Heart failure is common in the elderly. But doctors often don't think about it in young, healthy kids — a fact of life Dr. Paul Kantor and some colleagues are hoping to change. Kantor, who is the head of pediatric cardiology at Stollery Children's Hospital in Edmonton, chaired a working group that has drawn up guidelines to help doctors spot a condition that is too often mistaken for a stomach infection, hepatitis or even asthma.

The guidelines are being presented Tuesday at the Canadian Cardiovascular Congress, a scientific conference jointly hosted by the Canadian Cardiovascular Society and the Heart and Stroke Foundation. "(It's) truly a devastating thing to find out that your child has a heart condition at all. And when you find out the extreme severity of it, it's even worse," said Kantor, whose specialty is pediatric heart failure. "But I think there's a special degree of helplessness that strikes parents who feel that they've done what they could do to access the medical system, but unfortunately the medical system was not able to recognize the true nature of the problem and deal with it effectively."

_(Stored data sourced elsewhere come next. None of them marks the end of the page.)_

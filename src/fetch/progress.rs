//! Download progress display.

use indicatif::{ProgressBar, ProgressStyle};
use std::time::Duration;

/// Byte-level progress for a single download.
///
/// Draws to stderr and stays hidden when stderr is not a terminal.
pub struct DownloadProgress {
    bar: ProgressBar,
}

impl DownloadProgress {
    /// Start a progress display; `total` is the advertised length, if any.
    pub fn new(label: &str, total: Option<u64>) -> Self {
        let bar = match total {
            Some(len) => {
                let bar = ProgressBar::new(len);
                bar.set_style(
                    ProgressStyle::with_template(
                        "{spinner:.magenta} {msg} [{bar:30}] {bytes}/{total_bytes} ({bytes_per_sec})",
                    )
                    .unwrap_or_else(|_| ProgressStyle::default_bar())
                    .progress_chars("=> "),
                );
                bar
            }
            None => {
                let bar = ProgressBar::new_spinner();
                bar.set_style(
                    ProgressStyle::with_template("{spinner:.magenta} {msg} {bytes} ({bytes_per_sec})")
                        .unwrap_or_else(|_| ProgressStyle::default_spinner()),
                );
                bar
            }
        };
        bar.set_message(label.to_string());
        bar.enable_steady_tick(Duration::from_millis(100));
        Self { bar }
    }

    /// A display that never draws.
    pub fn hidden() -> Self {
        Self {
            bar: ProgressBar::hidden(),
        }
    }

    /// Record `bytes` more received.
    pub fn advance(&self, bytes: u64) {
        self.bar.inc(bytes);
    }

    /// Clear the display after a completed download.
    pub fn finish(self) {
        self.bar.finish_and_clear();
    }

    /// Leave the display as-is after a failed download.
    pub fn abandon(self) {
        self.bar.abandon();
    }
}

There aren't good figures on how many children suffer heart failure in Canada. Kantor says data from the U.S. suggests that about 3,000 children a year in North America are hospitalized with heart failure and survive to be discharged. Those — plus the children who don't make it — are the most severe cases. Many others have milder cases of heart failure and go unnoticed, Kantor said.

Heart failure in children can be caused by genetic abnormalities, or the result of an infection like influenza where something goes wrong.
Sometimes a respiratory virus moves out of the lungs to infect the heart muscle. Sometimes the body's immune response to the initial infection leads to excess inflammation, which weakens the heart muscle to the point where it cannot pump blood properly. "They may be breathless, they may have grunting type of breathing. Often in teenagers they vomit and have serious abdominal pain and are misinterpreted to have gastroenteritis," Kantor said. Caught early enough, heart failure is reversible with the right treatment. But if it becomes advanced, only about 50 per cent of children will still be alive five years later, Kantor said. And those that survive may need a heart transplant.

The aim of the guidelines is to prompt emergency room physicians and family doctors to put heart failure on the list of possible diagnoses when they are faced with sick children who have vague symptoms. "If the heart rate is very fast and there's no good explanation as to why that is and the blood pressure is low, an ECG can be done. Blood tests can also be done to indicate whether there is damage to heart muscle," Kantor said, suggesting that at that point a pediatric cardiologist should be consulted if possible. "A specialist who considers this would not have much difficulty deciding that a child has myocarditis."

In addition to giving doctors the tools needed to spot heart failure, the guidelines tell physicians how to treat it. Rather than giving fluids, as was done with Dan Miller, diuretics should be used to drain excess fluid from the body that is making the heart's job even tougher. Severe cases may need to be put on machines that take over for the heart, to give it time to recover. Theresa Miller is lending her voice to the effort to bring the new guidelines to the attention of the medical community, saying she wished someone had thought to explore the state of her son's heart when he first went to hospital. "We're so appreciative of the work that's been done around these guidelines and just hope they get out there to every Canadian ER," she said. "When you go through this, that's all you're left with, is that hope that, well, whatever we could do so someone else wouldn't go down this road."